Keishla Rivera-López

BIO

Keishla (Kay-shla) is an American Studies doctoral student at Rutgers University-Newark. She received her B.A. in Latino Hispanic Caribbean Studies and American Studies in 2015 from Rutgers University-New Brunswick where she was a Ronald E. McNair scholar. She was born and raised in Newark, NJ to Puerto Rican migrants and reflects on what it means to be a child of diaspora in her scholarship and writing. In her free time Keishla enjoys writing poetry and essays from her travel and everyday experiences (and struggles) as a Latina woman. She also enjoys experimenting with different sazons and sofritos in the kitchen, hiking, dancing, and traveling.

Feminist Becomings

 

I was in middle school when I became a feminist.

The terminology wasn’t yet available, but I knew.

I was taught how to cook and wash dishes

while my brothers played video games.

Porque Mami,” I’d question and my mom would reply

with  a “just because” and a stare scolding me to not question the social order.

This look told me everything I needed to know-

No one had questioned gender roles in my family or homeland for generations.

Serving men was an inheritance for a Puerto Rican campesina.

I thought about my grandmother, my great-grandmother, and the other women before me

who accepted their task and rolled their eyes as their husbands asked for

more rice and beans, cafe, or beer.

 

I was in high school when I declared myself different-

I was going to be the one who denied my inheritance.

I didn’t want to wait on a man.

I didn’t want to live within a numbing routine

My decision to be free would stain me as the troublemaker, the difficult one,

and eventually the one who wasted her time in college.

In college, my intuitive rejection to gender roles were explained

as misogyny and patriarchy which also exist in systemic ways outside of my home.

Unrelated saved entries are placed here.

// This Source Code Form is subject to the terms of the Mozilla Public
// License, v. 2.0. If a copy of the MPL was not distributed with this
// file, You can obtain one at http://mozilla.org/MPL/2.0/.

//! The Avidan & Rubinstein "forward energy" cost table.
//!
//! Each cell holds the cheapest cumulative cost of any seam that ends
//! there.  On top of the energy of the pixel itself, every step pays
//! for the new edges that removing the pixel would create between the
//! neighbours left behind.

use crate::twodmap::TwoDimensionalMap;

// Standard differences, with D the absolute luma difference:
//
//  CU(x,y) = D[(x+1,y),(x−1,y)]
//  CL(x,y) = CU(x,y) + D[(x,y−1),(x−1,y)]
//  CR(x,y) = CU(x,y) + D[(x,y−1),(x+1,y)]
//
// At the near edge there is no (x−1) neighbour, and it contributes
// nothing; only the up and up-right parents exist:
//
//  CU(0,y) = |L(1,y)|
//  CR(0,y) = |L(1,y)| + D[(0,y−1),(1,y)]
//
// The far edge is handled by analogy, with only up and up-left.
//
//           ⎧ M(x−1,y−1)+CL(x,y)
// M(x,y)=min⎨ M(x,y−1)+CU(x,y)
//           ⎩ M(x+1,y−1)+CR(x,y)

#[inline]
fn diff(a: u32, b: u32) -> u64 {
    u64::from(a.max(b) - a.min(b))
}

// The cheapest way into (x, y) from the row above, including the
// forward-energy penalty of the step.
fn cheapest_parent(
    cost: &TwoDimensionalMap<u64>,
    luma: &TwoDimensionalMap<u32>,
    (x, y): (u32, u32),
) -> u64 {
    let above = y - 1;
    let mw = cost.width() - 1;
    let l = |x, y| luma[(x, y)];
    let m = |x| cost[(x, above)];

    if mw == 0 {
        return m(0);
    }

    if x == 0 {
        let cost_up = u64::from(l(1, y));
        let cost_right = cost_up + diff(l(0, above), l(1, y));
        (m(0) + cost_up).min(m(1) + cost_right)
    } else if x == mw {
        let cost_up = u64::from(l(mw - 1, y));
        let cost_left = cost_up + diff(l(mw, above), l(mw - 1, y));
        (m(mw) + cost_up).min(m(mw - 1) + cost_left)
    } else {
        let cost_up = diff(l(x + 1, y), l(x - 1, y));
        let cost_left = cost_up + diff(l(x, above), l(x - 1, y));
        let cost_right = cost_up + diff(l(x, above), l(x + 1, y));
        (m(x) + cost_up)
            .min(m(x - 1) + cost_left)
            .min(m(x + 1) + cost_right)
    }
}

/// Build the cumulative cost table for an energy map and the luma map
/// it was derived from.
///
/// Row `y` reads the finished row `y - 1`, so this is strictly
/// row-major and is never split across threads.
pub fn calculate_cost(
    energy: &TwoDimensionalMap<u64>,
    luma: &TwoDimensionalMap<u32>,
) -> TwoDimensionalMap<u64> {
    let (width, height) = energy.dimensions();
    assert_eq!(
        luma.dimensions(),
        (width, height),
        "energy and luma maps disagree in size"
    );

    let mut cost = TwoDimensionalMap::new(width, height);
    if width == 0 || height == 0 {
        return cost;
    }

    // The first row is the energy itself.
    cost.as_mut_slice()[..width as usize].copy_from_slice(energy.row(0));

    for y in 1..height {
        for x in 0..width {
            let step = cheapest_parent(&cost, luma, (x, y));
            cost[(x, y)] = energy[(x, y)] + step;
        }
    }
    cost
}
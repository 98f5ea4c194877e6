use std::sync::Mutex;
use std::time::Duration;

use chrono::{DateTime, Utc};
use rusqlite::{params, Connection};
use tracing::{debug, instrument};

use crate::error::Result;

/// Claim TTL (§3): a claim is live iff `expires_at > now`.
pub const CLAIM_TTL_SECONDS: i64 = 30;

/// Per-(channel, message) exclusive claim store (C3, §4.3).
///
/// `try_claim` is the only operation that needs correctness under
/// concurrent callers: expired-row cleanup plus insert happen inside one
/// transaction, so the `PRIMARY KEY(channel_id, message_id)` constraint
/// is the sole arbiter of "exactly one instance wins" (P1) — no
/// additional locking beyond the transaction itself.
pub struct ClaimStore {
    db: Mutex<Connection>,
    ttl: Duration,
}

impl ClaimStore {
    pub fn new(conn: Connection, ttl_seconds: u64) -> Result<Self> {
        crate::db::init_db(&conn)?;
        Ok(Self {
            db: Mutex::new(conn),
            ttl: Duration::from_secs(ttl_seconds),
        })
    }

    pub fn with_default_ttl(conn: Connection) -> Result<Self> {
        Self::new(conn, CLAIM_TTL_SECONDS as u64)
    }

    /// Delete expired rows, then attempt to insert `(channel, message)`.
    /// Returns `true` iff this instance now holds the claim.
    #[instrument(skip(self), fields(channel, message_id, instance))]
    pub fn try_claim(&self, channel: &str, message_id: i64, instance: &str) -> Result<bool> {
        let mut db = self.db.lock().unwrap();
        let tx = db.transaction()?;

        let now: DateTime<Utc> = Utc::now();
        let now_str = now.to_rfc3339();
        tx.execute("DELETE FROM claims WHERE expires_at < ?1", params![now_str])?;

        let expires = now + chrono::Duration::from_std(self.ttl).unwrap_or_default();
        let result = tx.execute(
            "INSERT INTO claims (channel_id, message_id, instance_id, claimed_at, expires_at)
             VALUES (?1, ?2, ?3, ?4, ?5)",
            params![channel, message_id, instance, now_str, expires.to_rfc3339()],
        );

        let claimed = match result {
            Ok(_) => true,
            Err(rusqlite::Error::SqliteFailure(e, _))
                if e.code == rusqlite::ErrorCode::ConstraintViolation =>
            {
                false
            }
            Err(e) => return Err(e.into()),
        };

        tx.commit()?;
        debug!(claimed, "try_claim result");
        Ok(claimed)
    }

    /// Release a claim — only deletes rows owned by `instance` (a peer
    /// cannot release another instance's live claim).
    pub fn release(&self, channel: &str, message_id: i64, instance: &str) -> Result<()> {
        let db = self.db.lock().unwrap();
        db.execute(
            "DELETE FROM claims WHERE channel_id = ?1 AND message_id = ?2 AND instance_id = ?3",
            params![channel, message_id, instance],
        )?;
        Ok(())
    }

    /// Delete all expired rows, returning the count removed.
    pub fn sweep_expired(&self) -> Result<usize> {
        let db = self.db.lock().unwrap();
        let now = Utc::now().to_rfc3339();
        let n = db.execute("DELETE FROM claims WHERE expires_at < ?1", params![now])?;
        Ok(n)
    }
}

#[cfg(test)]
mod tests {
    use super::*;

    fn open() -> ClaimStore {
        ClaimStore::with_default_ttl(Connection::open_in_memory().unwrap()).unwrap()
    }

    #[test]
    fn only_one_instance_wins_the_claim() {
        let store = open();
        let a = store.try_claim("chat:general", 1, "instance-a").unwrap();
        let b = store.try_claim("chat:general", 1, "instance-b").unwrap();
        assert!(a);
        assert!(!b);
    }

    #[test]
    fn release_only_removes_owned_rows() {
        let store = open();
        assert!(store.try_claim("chat:general", 1, "instance-a").unwrap());
        // instance-b releasing a claim it doesn't own is a no-op.
        store.release("chat:general", 1, "instance-b").unwrap();
        assert!(!store.try_claim("chat:general", 1, "instance-b").unwrap());

        store.release("chat:general", 1, "instance-a").unwrap();
        assert!(store.try_claim("chat:general", 1, "instance-b").unwrap());
    }

    #[test]
    fn expired_claims_are_reclaimable() {
        let store = ClaimStore::new(Connection::open_in_memory().unwrap(), 0).unwrap();
        assert!(store.try_claim("chat:general", 1, "instance-a").unwrap());
        // TTL of 0s means the claim is already expired by the next call.
        std::thread::sleep(Duration::from_millis(5));
        assert!(store.try_claim("chat:general", 1, "instance-b").unwrap());
    }

    #[test]
    fn sweep_expired_removes_stale_rows_only() {
        let store = ClaimStore::new(Connection::open_in_memory().unwrap(), 0).unwrap();
        store.try_claim("chat:general", 1, "instance-a").unwrap();
        std::thread::sleep(Duration::from_millis(5));
        let live_store = open();
        live_store.try_claim("chat:general", 2, "instance-a").unwrap();

        let removed = store.sweep_expired().unwrap();
        assert_eq!(removed, 1);
    }
}
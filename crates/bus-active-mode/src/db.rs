use rusqlite::{Connection, Result};

pub fn init_db(conn: &Connection) -> Result<()> {
    conn.execute_batch(
        "CREATE TABLE IF NOT EXISTS active_modes (
            channel_id     TEXT PRIMARY KEY,
            entered_at     TEXT NOT NULL,
            last_activity  TEXT NOT NULL,
            instance_id    TEXT NOT NULL
        );",
    )
}
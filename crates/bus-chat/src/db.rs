use rusqlite::{Connection, Result};

/// Initialise chat-fabric tables. Safe to call on every startup
/// (idempotent). Same WAL/busy-timeout pragmas as `bus-ledger`.
pub fn init_db(conn: &Connection) -> Result<()> {
    conn.execute_batch(
        "PRAGMA journal_mode=WAL;
         PRAGMA synchronous=NORMAL;
         PRAGMA busy_timeout=5000;",
    )?;
    create_tables(conn)
}

fn create_tables(conn: &Connection) -> Result<()> {
    conn.execute_batch(
        "CREATE TABLE IF NOT EXISTS chat_users (
            id           TEXT PRIMARY KEY,
            username     TEXT NOT NULL UNIQUE,
            display_name TEXT NOT NULL,
            is_bot       INTEGER NOT NULL DEFAULT 0
        );

        CREATE TABLE IF NOT EXISTS chat_rooms (
            id           TEXT PRIMARY KEY,
            slug         TEXT NOT NULL UNIQUE,
            display_name TEXT NOT NULL,
            is_dm        INTEGER NOT NULL DEFAULT 0,
            created_by   TEXT NOT NULL,
            created_at   TEXT NOT NULL
        );

        CREATE TABLE IF NOT EXISTS chat_memberships (
            room_id TEXT NOT NULL,
            user_id TEXT NOT NULL,
            PRIMARY KEY (room_id, user_id)
        );
        CREATE INDEX IF NOT EXISTS idx_memberships_user
            ON chat_memberships(user_id);

        CREATE TABLE IF NOT EXISTS chat_messages (
            id         INTEGER PRIMARY KEY AUTOINCREMENT,
            room_id    TEXT NOT NULL,
            user_id    TEXT NOT NULL,
            username   TEXT NOT NULL,
            content    TEXT NOT NULL,
            created_at TEXT NOT NULL
        );
        CREATE INDEX IF NOT EXISTS idx_chat_messages_room
            ON chat_messages(room_id, id DESC);",
    )
}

As the years went on, my fierceness and independence grew

like wildfire threatening to burn what wanted to kill me.

I refused to participate in the cycle of child-bearer, wife, and chef-

without options.

I dictated my life.

 

I was in college when I realized I wanted to be a mother.

The thought of being a mother eventually became an idea that wasn’t daunting.

I was excited to create a new tradition-

giving my sons and daughters a new discourse,

the one that changed my life and

Would teach my son gender equity.

And to my daughter- she’d learn to be fearless,

to reach her limits, and know she was more than her body.